Adobe AIR requires that AIR files, which are used to distribute applications, be digitally signed. This doesn’t just protect your application in transit: The certificate used for signing also establishes the identity of your application. Change certificates and you’ve created a different application.
Application identity is critical when using the Updater API, among other features. If you call the Updater API with an AIR file that wasn’t signed with the same certificate as the caller, Adobe AIR will refuse to install the update. (Users will see an error message about a mis-configuration directing them back to you, the application’s publisher.) This helps prevent anyone from hijacking your application update mechanism–but it also means you need to choose and stick with a single certificate for this application.
Users installing directly from the AIR file will be given the option of installing what appears to be a new application–not an update to the old one. If you have to switch certificates, you’ll probably want to ask users to uninstall the old application.
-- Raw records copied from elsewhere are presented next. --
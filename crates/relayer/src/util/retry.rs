use core::time::Duration;

pub use retry::{retry_with_index, Error as RetryError, OperationResult as RetryResult};

/// A delay that starts at `delay` and grows by `incr` at each step.
#[derive(Copy, Clone, Debug)]
pub struct ConstantGrowth {
    delay: Duration,
    incr: Duration,
}

impl ConstantGrowth {
    pub const fn new(delay: Duration, incr: Duration) -> Self {
        Self { delay, incr }
    }

    pub const fn clamp(self, max_delay: Duration, max_retries: usize) -> Clamped<Self> {
        Clamped::new(self, max_delay, max_retries)
    }
}

impl From<Duration> for ConstantGrowth {
    fn from(delay: Duration) -> Self {
        Self::new(delay, Duration::from_secs(1))
    }
}

impl Iterator for ConstantGrowth {
    type Item = Duration;

    fn next(&mut self) -> Option<Duration> {
        let delay = self.delay;

        if let Some(next) = self.delay.checked_add(self.incr) {
            self.delay = next;
        }

        Some(delay)
    }
}

/// A delay that is multiplied by `factor` at each step.
#[derive(Copy, Clone, Debug)]
pub struct ExponentialGrowth {
    delay: Duration,
    factor: u32,
}

impl ExponentialGrowth {
    pub const fn new(delay: Duration, factor: u32) -> Self {
        Self { delay, factor }
    }

    pub const fn clamp(self, max_delay: Duration, max_retries: usize) -> Clamped<Self> {
        Clamped::new(self, max_delay, max_retries)
    }
}

impl Iterator for ExponentialGrowth {
    type Item = Duration;

    fn next(&mut self) -> Option<Duration> {
        let delay = self.delay;

        if let Some(next) = self.delay.checked_mul(self.factor) {
            self.delay = next;
        }

        Some(delay)
    }
}

#[derive(Copy, Clone, Debug)]
pub struct Clamped<S> {
    pub strategy: S,
    pub max_delay: Duration,
    pub max_retries: usize,
}

impl<S> Clamped<S> {
    pub const fn new(strategy: S, max_delay: Duration, max_retries: usize) -> Self {
        Self {
            strategy,
            max_delay,
            max_retries,
        }
    }

    pub fn iter(self) -> impl Iterator<Item = Duration>
    where
        S: Iterator<Item = Duration>,
    {
        let Self {
            strategy,
            max_retries,
            max_delay,
        } = self;

        strategy
            .take(max_retries)
            .map(move |delay| delay.min(max_delay))
    }
}

/// Caps each delay of `strategy` to `max_delay`, and stops once the sum of
/// the delays would exceed `max_total_delay`.
pub fn clamp_total<S>(
    strategy: S,
    max_delay: Duration,
    max_total_delay: Duration,
) -> impl Iterator<Item = Duration>
where
    S: Iterator<Item = Duration>,
{
    strategy
        .map(move |delay| delay.min(max_delay))
        .scan(Duration::ZERO, move |elapsed, delay| {
            let next = *elapsed + delay;

            if next > max_total_delay {
                None
            } else {
                *elapsed = next;
                Some(delay)
            }
        })
}

#[cfg(test)]
mod tests {
    use super::*;

    use test_log::test;

    const CONST_STRATEGY: ConstantGrowth =
        ConstantGrowth::new(Duration::from_secs(1), Duration::from_millis(500));

    #[test]
    fn const_growth_no_clamp() {
        let delays = CONST_STRATEGY.take(4).collect::<Vec<_>>();
        assert_eq!(
            delays,
            vec![
                Duration::from_millis(1000),
                Duration::from_millis(1500),
                Duration::from_millis(2000),
                Duration::from_millis(2500),
            ]
        );
    }

    #[test]
    fn clamped_const_growth_max_retries() {
        let strategy = CONST_STRATEGY.clamp(Duration::from_secs(10000), 3);
        let delays = strategy.iter().collect::<Vec<_>>();
        assert_eq!(
            delays,
            vec![
                Duration::from_millis(1000),
                Duration::from_millis(1500),
                Duration::from_millis(2000),
            ]
        );
    }

    #[test]
    fn clamped_exponential_growth() {
        let strategy = ExponentialGrowth::new(Duration::from_millis(200), 2)
            .clamp(Duration::from_secs(5), 6);
        let delays = strategy.iter().collect::<Vec<_>>();
        assert_eq!(
            delays,
            vec![
                Duration::from_millis(200),
                Duration::from_millis(400),
                Duration::from_millis(800),
                Duration::from_millis(1600),
                Duration::from_millis(3200),
                Duration::from_millis(5000),
            ]
        );
    }

    #[test]
    fn clamp_total_stops_at_max_delay() {
        let strategy = ConstantGrowth::new(Duration::from_secs(1), Duration::ZERO);
        let delays = clamp_total(strategy, Duration::from_secs(1), Duration::from_secs(3))
            .collect::<Vec<_>>();

        assert_eq!(delays, vec![Duration::from_secs(1); 3]);
    }
}
//! ICS 20: fungible token transfer.

pub mod coin;
pub mod error;
pub mod packet;

/// Module identifier for the ICS20 application.
pub const MODULE_ID_STR: &str = "transfer";

/// The port identifier that the ICS20 applications
/// typically bind with.
pub const PORT_ID_STR: &str = "transfer";

/// ICS20 application current version.
pub const VERSION: &str = "ics20-1";
use core::time::Duration;
use std::path::PathBuf;

use serial_test::serial;
use test_log::test;

use ibc_relay::config::{self, PathStoreConfig};

use ibc_relay_types::core::ics04_channel::channel::Order;
use ibc_relay_types::core::ics24_host::identifier::ChainId;

const CONFIG: &str = r#"
[global]
log_level = "debug"

[relay]
ordering = "ordered"
poll_interval = "250ms"

[path_store]
backend = "sled"
path = "/var/lib/relayer/paths"

[[chains]]
id = "ibc-0"
rpc_addr = "http://127.0.0.1:26657"
account = "relayer"
address_prefix = "cosmos"
gas_price = { price = 0.025, denom = "stake" }

[[chains]]
id = "ibc-1"
rpc_addr = "http://127.0.0.1:26557"
account = "relayer"
address_prefix = "cosmos"
gas_price = { price = 0.025, denom = "stake" }
faucet_addr = "http://127.0.0.1:4501"
"#;

#[test]
#[serial]
fn load_and_store_through_files() {
    let dir = tempfile::tempdir().unwrap();
    let path = dir.path().join("config.toml");
    std::fs::write(&path, CONFIG).unwrap();

    let loaded = config::load(&path).unwrap();

    assert_eq!(loaded.relay.ordering, Order::Ordered);
    assert_eq!(loaded.relay.poll_interval, Duration::from_millis(250));
    assert_eq!(
        loaded.path_store,
        PathStoreConfig::Sled {
            path: PathBuf::from("/var/lib/relayer/paths")
        }
    );
    assert!(loaded.has_chain(&ChainId::from_string("ibc-1")));

    let copy = dir.path().join("copy.toml");
    config::store(&loaded, &copy).unwrap();

    let reloaded = config::load(&copy).unwrap();
    assert_eq!(reloaded.relay, loaded.relay);
    assert_eq!(reloaded.path_store, loaded.path_store);
    assert_eq!(reloaded.chains, loaded.chains);
}

#[test]
#[serial]
fn missing_file_is_an_error() {
    let dir = tempfile::tempdir().unwrap();
    assert!(config::load(dir.path().join("missing.toml")).is_err());
}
What happens when your certificate expires? Updates will still work, as renewed certificates are allowed. It’s the identity of the signer as found in the certificate, not the entire certificate, that’s used to perform this validation. The identity in the certificate doesn’t change across a renewal.
Lately I’ve been asked several times about how to get an installed version of Adobe AIR updated. After all, applications can update themselves via the Updater API. But what if the new version of the application requires a new version of Adobe AIR itself?
The answer is that AIR will update itself–and has been updating itself since the beta 2 release. If you’ve got Adobe AIR Beta 2 installed and you encounter an application that is bound to the beta 3 release, installing that application will trigger an update of AIR itself to beta 3. This happens in all installation scenarios: via the Updater API, double-clicking on an .air file, and through Badge Install. 
The update happens fairly transparently; there isn’t much in the way of additional UI that’s shown. More time is spent on the progress bar, of course–the update has to be downloaded and decompressed. Users might notice that there’s an additional check box in the UI indicating that the update is going to be applied. Finally, in some cases, an updated EULA may be shown and require agreement.
What happens to all those other beta 2-based applications on your machine? They’ll keep running until beta 2 expires, as beta 3 installs side-by-side.
You can–and should–use the same mechanism to update your applications to the final 1.0 release when it ships. 1.0 installs side-by-side with the beta releases, so your beta applications can continue to run–again, until the betas expire.
 OK, with one exception: Using the Updater API to update an application from beta 2 to a later release doesn’t work on Vista. Sorry about that. It’s fixed in beta 3.